She was angry. Not just about that. She was much younger than I am. She had gone straight into nursing from high school, it's all she'd ever done. She was really good at it. Even though she probably had about 3 or 4 years experience, it was all in this setting, and she was clearly impatient with me, which made me nervous, which seemed to make her more annoyed, and I felt like she thought I was stupid, and she would ask me questions in front of lots of people and say things like "why don't you know this? You should know this!" I got very self-conscious and was afraid to speak for fear of saying something wrong. Other nurses would come up to me privately and say that she shouldn't be talking to me like that, or treating me the way she was, but nobody had the nerve to say anything directly to her. It all became a huge viscious circle, and ultimately she complained to the unit manager that I "didn't get it" and I really couldn't defend myself that I did, because I was such a jumble of nerves all the time that I really couldn't think. So even though I did learn a lot, I probably actually lost money working there, and my self-esteem took a huge hit. I didn't feel like a nurse. I felt like a fraud. I felt like I had somehow passed the nursing boards by mistake, and doubted if I could be successful anywhere. I left with my tail between my legs, and started looking for a job.

I did find a job, in a non-traditional setting, again as a supervisor. The job involved a lot of traveling, some out of state. My direct supervisor was 2 states away. I was in training, and driving home one night when my son, who lives with us, called to say George was being taken to the hospital by ambulance. We arranged to meet and go to the hospital. There was supposed to be a meeting the next morning at 9am with the out of state higher ups, so I called one of the other suoervisors to let her know that I was on my way to the hospital, and didn't know what was going on yet, but might be late for the meeting. I continued to the hospital. Apparently George had had a major GI hemorrhage. He was unconscious. I was about to be let in to see him and speak to the MD when my phone rang, and it's "Larry" from work, my superior. He just started in -- 'Let me ask you something. Do you want your job? I don't know what's going on with your boyfriend/husband/fiance or whatever the hell he is, but if you want your F%&*$#@ job, you'll be at that meeting tomorrow, ON TIME!'

He continued yelling at me, and I asked his permission to hang up, if I called him back. He said "see that you do" and I went in to see George. George ended up being in the ICU for over a week and needing 8 units of blood. I almost lost him. I did go to the meeting the next day, and made it on time. They asked me what I was going to do the rest of the day, and I said I was going back to the hospital. The next day was my scheduled day off, when I went into work on Friday, they terminated me.

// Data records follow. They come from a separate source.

// This Source Code Form is subject to the terms of the Mozilla Public
// License, v. 2.0. If a copy of the MPL was not distributed with this
// file, You can obtain one at https://mozilla.org/MPL/2.0/.
//
// Copyright (c) 2025 Pegasus Heavy Industries, LLC

//! Error types for the module engine

use std::path::PathBuf;
use thiserror::Error;

/// Result type for module engine operations
pub type Result<T> = std::result::Result<T, Error>;

/// Errors that can occur while defining, requiring or configuring modules
#[derive(Debug, Error)]
pub enum Error {
    /// No module is registered under the canonical path
    #[error("required module {0} could not be found")]
    ModuleNotFound(String),

    /// A module factory reported a failure
    #[error("module '{module}' failed: {message}")]
    Factory {
        /// Canonical path of the failing module, empty when raised outside one
        module: String,
        /// Failure description
        message: String,
    },

    /// A native function exported by a module was called with bad arguments
    #[error("TypeError: {0}")]
    TypeError(String),

    /// Reading a configuration file failed
    #[error("cannot read config {path}: {source}")]
    ConfigIo {
        /// File that could not be read
        path: PathBuf,
        /// Underlying I/O error
        #[source]
        source: std::io::Error,
    },

    /// A configuration file is not valid TOML for the expected shape
    #[error("invalid config: {0}")]
    ConfigParse(#[from] toml::de::Error),

    /// A configuration value is out of range
    #[error("invalid config value for {key}: '{value}'")]
    ConfigValue {
        /// Offending key
        key: String,
        /// Offending value
        value: String,
    },
}

impl Error {
    /// Create a module not found error
    pub fn module_not_found(path: impl Into<String>) -> Self {
        Self::ModuleNotFound(path.into())
    }

    /// Create a factory failure attributed to a module
    pub fn factory(module: impl Into<String>, message: impl Into<String>) -> Self {
        Self::Factory {
            module: module.into(),
            message: message.into(),
        }
    }

    /// Create a factory failure without a module attribution
    pub fn msg(message: impl Into<String>) -> Self {
        Self::factory(String::new(), message)
    }

    /// Create a new TypeError
    pub fn type_error(msg: impl Into<String>) -> Self {
        Self::TypeError(msg.into())
    }

    /// Returns the missing canonical path if this is a not-found error
    pub fn missing_module(&self) -> Option<&str> {
        match self {
            Self::ModuleNotFound(path) => Some(path),
            _ => None,
        }
    }
}

#[cfg(test)]
mod tests {
    use super::*;

    #[test]
    fn test_not_found_message_names_path() {
        let err = Error::module_not_found("data/core");
        assert_eq!(
            err.to_string(),
            "required module data/core could not be found"
        );
        assert_eq!(err.missing_module(), Some("data/core"));
    }

    #[test]
    fn test_factory_message() {
        let err = Error::factory("app", "boom");
        assert_eq!(err.to_string(), "module 'app' failed: boom");
        assert_eq!(err.missing_module(), None);
    }
}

In a way I was relieved. I didn't want to be there. Once George got home, I wanted to be with him. I wanted to keep an eye him. I didn't want to lose him. I didn't want to miss something.

A few months later we were driving to visit a family member, about 3 hours from home, and as we came around a curve, there was a car overturned and lying on its side in the other lane. George had been with me long enough at this point to know he had to stop and let me out, and I keep a bag in the car with me. I grabbed my bag and got out to go to the woman lying near the overturned car, George continued on up the hill, to try to warn approaching traffic that the lane was blocked. I had to crawl across the highway due to the icy conditions. As he got to the crest of the hill, a speeding van lost control on the ice, bounced off the guardrail, and spun into the car, spinning the car into me, and then righting it, on top of me. George slid down the hill, and all that wasn't under the car was my head and one arm. He said I was screaming to get it off me. With help, he was able to lift the car off me, while under his instruction, another man pulled me free. Life flight was called but couldn't take off due to weather. Ambulances arrived, couldn't get up the hill due to ice, stopped to apply chains, and finally arrived for the first victim and me. The first hospital I was taken to said I needed a trauma center, so I was rerouted to a different hospital, and George was called, and arrived before I did. He called my kids, and they came too. I was there quite a while, had surgery, and a blood transfusion, and may have to have more surgery. It's been painful, but I know I'm really lucky.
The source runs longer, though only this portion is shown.